Exercise description -
Word for word, reproduce the data that follows.

Supplied records -
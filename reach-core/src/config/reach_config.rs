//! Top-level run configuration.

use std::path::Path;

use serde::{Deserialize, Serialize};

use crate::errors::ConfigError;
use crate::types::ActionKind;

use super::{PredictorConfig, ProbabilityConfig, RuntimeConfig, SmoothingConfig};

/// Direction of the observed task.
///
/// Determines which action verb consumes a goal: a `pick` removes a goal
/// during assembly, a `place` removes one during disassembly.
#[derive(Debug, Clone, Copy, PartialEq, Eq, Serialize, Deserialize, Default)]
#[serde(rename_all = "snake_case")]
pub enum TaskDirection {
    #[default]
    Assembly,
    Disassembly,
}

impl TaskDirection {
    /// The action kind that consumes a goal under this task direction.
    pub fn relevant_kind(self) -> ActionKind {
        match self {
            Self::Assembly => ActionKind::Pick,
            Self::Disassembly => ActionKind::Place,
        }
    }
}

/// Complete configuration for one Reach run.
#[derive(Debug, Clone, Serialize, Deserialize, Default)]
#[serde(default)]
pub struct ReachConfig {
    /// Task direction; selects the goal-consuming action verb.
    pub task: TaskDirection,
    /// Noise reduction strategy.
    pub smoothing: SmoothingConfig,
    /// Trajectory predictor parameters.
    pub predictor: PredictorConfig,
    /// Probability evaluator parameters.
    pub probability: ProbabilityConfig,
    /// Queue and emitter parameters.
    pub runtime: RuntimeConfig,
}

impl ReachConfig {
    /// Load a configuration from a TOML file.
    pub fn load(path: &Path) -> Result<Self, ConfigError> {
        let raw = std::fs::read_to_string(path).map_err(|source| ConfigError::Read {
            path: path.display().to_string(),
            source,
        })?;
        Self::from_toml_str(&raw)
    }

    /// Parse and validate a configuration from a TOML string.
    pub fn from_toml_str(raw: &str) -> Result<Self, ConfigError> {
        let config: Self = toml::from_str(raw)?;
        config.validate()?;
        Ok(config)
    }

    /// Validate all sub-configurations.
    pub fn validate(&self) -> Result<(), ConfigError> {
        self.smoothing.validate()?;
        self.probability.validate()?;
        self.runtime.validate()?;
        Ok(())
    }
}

Your solution -
filename reach-core/src/config/reach_config.rs
//! Top-level run configuration.

use std::path::Path;

use serde::{Deserialize, Serialize};

use crate::errors::ConfigError;
use crate::types::ActionKind;

use super::{PredictorConfig, ProbabilityConfig, RuntimeConfig, SmoothingConfig};

/// Direction of the observed task.
///
/// Determines which action verb consumes a goal: a `pick` removes a goal
/// during assembly, a `place` removes one during disassembly.
#[derive(Debug, Clone, Copy, PartialEq, Eq, Serialize, Deserialize, Default)]
#[serde(rename_all = "snake_case")]
pub enum TaskDirection {
    #[default]
    Assembly,
    Disassembly,
}

impl TaskDirection {
    /// The action kind that consumes a goal under this task direction.
    pub fn relevant_kind(self) -> ActionKind {
        match self {
            Self::Assembly => ActionKind::Pick,
            Self::Disassembly => ActionKind::Place,
        }
    }
}

/// Complete configuration for one Reach run.
#[derive(Debug, Clone, Serialize, Deserialize, Default)]
#[serde(default)]
pub struct ReachConfig {
    /// Task direction; selects the goal-consuming action verb.
    pub task: TaskDirection,
    /// Noise reduction strategy.
    pub smoothing: SmoothingConfig,
    /// Trajectory predictor parameters.
    pub predictor: PredictorConfig,
    /// Probability evaluator parameters.
    pub probability: ProbabilityConfig,
    /// Queue and emitter parameters.
    pub runtime: RuntimeConfig,
}

impl ReachConfig {
    /// Load a configuration from a TOML file.
    pub fn load(path: &Path) -> Result<Self, ConfigError> {
        let raw = std::fs::read_to_string(path).map_err(|source| ConfigError::Read {
            path: path.display().to_string(),
            source,
        })?;
        Self::from_toml_str(&raw)
    }

    /// Parse and validate a configuration from a TOML string.
    pub fn from_toml_str(raw: &str) -> Result<Self, ConfigError> {
        let config: Self = toml::from_str(raw)?;
        config.validate()?;
        Ok(config)
    }

    /// Validate all sub-configurations.
    pub fn validate(&self) -> Result<(), ConfigError> {
        self.smoothing.validate()?;
        self.probability.validate()?;
        self.runtime.validate()?;
        Ok(())
    }
}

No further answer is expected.